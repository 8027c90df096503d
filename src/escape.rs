//! Reversible escaping of local parts (XEP-0106).
//!
//! Escaping replaces characters that cannot appear in a local part with a
//! backslash followed by two lower-case hex digits:
//!
//! | char | escape |
//! |------|--------|
//! | space | `\20` |
//! | `"` | `\22` |
//! | `&` | `\26` |
//! | `'` | `\27` |
//! | `/` | `\2f` |
//! | `:` | `\3a` |
//! | `<` | `\3c` |
//! | `>` | `\3e` |
//! | `@` | `\40` |
//! | `\` | `\5c` |
//!
//! Text that already looks like an escape sequence is protected by escaping
//! its backslash, so [`unescape`] restores it verbatim.

use crate::constants::{ESCAPED_BACKSLASH, ESCAPES, ESCAPE_MARKER};

/// Escapes a local part.
///
/// Leading and trailing whitespace is trimmed first. Existing escape
/// sequences are then protected, and finally every reserved character is
/// encoded.
///
/// # Examples
///
/// ```
/// use xmpp_jid::escape;
///
/// assert_eq!(escape("node with spaces@host"), r"node\20with\20spaces\40host");
/// assert_eq!(escape(r"c:\5commas"), r"c\3a\5c5commas");
/// ```
#[must_use]
pub fn escape(input: &str) -> String {
    let mut out = input.trim().replace(ESCAPED_BACKSLASH, "\\5c5c");

    for (_, sequence) in ESCAPES {
        if out.contains(sequence) {
            out = out.replace(sequence, &protect(sequence));
        }
    }

    for (raw, sequence) in ESCAPES {
        if out.contains(raw) {
            out = out.replace(raw, sequence);
        }
    }

    out
}

/// Reverses [`escape`].
///
/// `\5c` is decoded after every other sequence, so a backslash produced by
/// decoding is never read as the start of another escape.
///
/// # Examples
///
/// ```
/// use xmpp_jid::unescape;
///
/// assert_eq!(unescape(r"d\27artagnan"), "d'artagnan");
/// assert_eq!(unescape(r"c\3a\5c5commas"), r"c:\5commas");
/// ```
#[must_use]
pub fn unescape(input: &str) -> String {
    let mut out = input.to_string();

    for (raw, sequence) in ESCAPES {
        if out.contains(sequence) {
            out = out.replace(sequence, raw.encode_utf8(&mut [0; 4]));
        }
    }

    out.replace(ESCAPED_BACKSLASH, "\\")
}

/// `\xx` becomes `\5cxx`.
fn protect(sequence: &str) -> String {
    let code = sequence.trim_start_matches(ESCAPE_MARKER);
    format!("{ESCAPED_BACKSLASH}{code}")
}

#[cfg(test)]
mod tests {
    use super::*;

    #[test]
    fn escape_reserved_characters() {
        assert_eq!(escape("space cadet"), r"space\20cadet");
        assert_eq!(escape("call me \"ishmael\""), r"call\20me\20\22ishmael\22");
        assert_eq!(escape("at&t guy"), r"at\26t\20guy");
        assert_eq!(escape("d'artagnan"), r"d\27artagnan");
        assert_eq!(escape("/.fanboy"), r"\2f.fanboy");
        assert_eq!(escape("::foo::"), r"\3a\3afoo\3a\3a");
        assert_eq!(escape("<foo>"), r"\3cfoo\3e");
        assert_eq!(escape("user@host"), r"user\40host");
    }

    #[test]
    fn escape_protects_existing_sequences() {
        assert_eq!(escape(r"c:\net"), r"c\3a\net");
        assert_eq!(escape(r"c:\\net"), r"c\3a\\net");
        assert_eq!(escape(r"c:\cool stuff"), r"c\3a\cool\20stuff");
        assert_eq!(escape(r"c:\5commas"), r"c\3a\5c5commas");
        assert_eq!(escape(r"foo\20bar"), r"foo\5c20bar");
    }

    #[test]
    fn escape_trims_whitespace() {
        assert_eq!(escape("  padded  "), "padded");
        assert_eq!(escape("\t inner space \n"), r"inner\20space");
    }

    #[test]
    fn escape_leaves_raw_backslash_alone() {
        assert_eq!(escape(r"a\b"), r"a\b");
    }

    #[test]
    fn escape_is_case_sensitive_on_hex() {
        assert_eq!(escape(r"a\2Fb"), r"a\2Fb");
    }

    #[test]
    fn unescape_reserved_sequences() {
        assert_eq!(unescape(r"space\20cadet"), "space cadet");
        assert_eq!(unescape(r"call\20me\20\22ishmael\22"), "call me \"ishmael\"");
        assert_eq!(unescape(r"at\26t\20guy"), "at&t guy");
        assert_eq!(unescape(r"\2f.fanboy"), "/.fanboy");
        assert_eq!(unescape(r"\3cfoo\3e"), "<foo>");
        assert_eq!(unescape(r"user\40host"), "user@host");
    }

    #[test]
    fn unescape_decodes_backslash_last() {
        assert_eq!(unescape(r"c\3a\5c5commas"), r"c:\5commas");
        assert_eq!(unescape(r"foo\5c20bar"), r"foo\20bar");
    }

    #[test]
    fn round_trip_reserved_text() {
        for s in [
            "node with spaces@host",
            r"c:\5commas",
            "\"quoted\" & 'single'",
            r"already\20escaped",
            "plain",
            "",
        ] {
            assert_eq!(unescape(&escape(s)), s, "round trip of {s:?}");
        }
    }

    #[test]
    fn escape_without_raw_reserved_characters_is_stable_through_unescape() {
        let escaped = escape("a b");
        assert_eq!(escape(&unescape(&escaped)), escaped);
    }
}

* [PROBLEM DESCRIPTION]: Look through the entries above and list every line containing "call".

* [EXERCISE OUTPUT]:
        assert_eq!(escape("call me \"ishmael\""), r"call\20me\20\22ishmael\22");
        assert_eq!(unescape(r"call\20me\20\22ishmael\22"), "call me \"ishmael\"");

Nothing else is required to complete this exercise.